Blues

Updated: February 28, 2011

Blues is a musical genre that developed among African Americans in the lowland South during the late nineteenth century.

Blues is a musical genre that developed among African Americans in the lowland South during the late nineteenth century. With the increasing migration of African Americans into Appalachia (particularly urban industrial centers) in the late nineteenth and early twentieth centuries, cross- pollination between African and European American cultures resulted in distinctive blues subgenres developing in different parts of the region. Piedmont blues, for instance, flourished in the Blue Ridge foothills of the Carolinas. Inter- actions between blacks and whites also led to the emergence across the South of blues–influenced country music styles such as hillbilly blues and hillbilly boogie. Appalachian musicians made vital contributions to several commercial blues subgenres (especially classic female blues), as well as to other southern-based musics bearing a strong blues influence, including rockabilly, bluegrass, rhythm and blues, soul, and southern rock.

Blues songs and tunes tend to share similar characteristics: a call-and-response form, the use of particular scales, and the establishing of musical tension through the juxtaposition of major and minor intervals. Eight-, twelve-, and sixteen-bar blues, as well as the less rigidly structured nine- and thirteen-bar blues, have their basis in pre–World War I rural blues songs. Florence, Alabama, native W. C. Handy, a pioneer composer of commercial blues songs, was largely responsible for the twelve-bar structure’s becoming the dominant form of blues composition. Several classic female blues singers from Appalachia—including Ida Cox (of Toccoa, Georgia), Bessie Smith (a Chattanooga, Tennessee, native) and “Diamond Teeth” Mary McClain (from Logan County, West Virginia)—became popular on the vaudeville circuit, singing the blues to orchestral or jazz accompaniment.

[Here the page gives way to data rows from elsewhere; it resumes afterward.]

//! Core data model: search queries, attachments, stored files and sheet cells.

pub mod attachment;
pub mod cell;
pub mod query;
pub mod stored;

pub use attachment::Attachment;
pub use cell::CellValue;
pub use query::Query;
pub use stored::StoredFile;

Some of the most distinctive styles of fingerpicked acoustic guitar blues developed to the east of southern Appalachia in the Carolina Piedmont. In the early part of the twentieth century, increased employment opportunities in such cities as Greenville and Spartanburg, South Carolina, and Winston-Salem, North Carolina, attracted a large number of African Americans. Entertaining both black and white audiences, usually at separate venues, black musicians borrowed European American repertoire (“Spanish Fandango”) and stylistic elements (especially an emphasis on melody and an alternating-thumb style of picking— that is, alternating between two of the lower strings for the playing of bass notes).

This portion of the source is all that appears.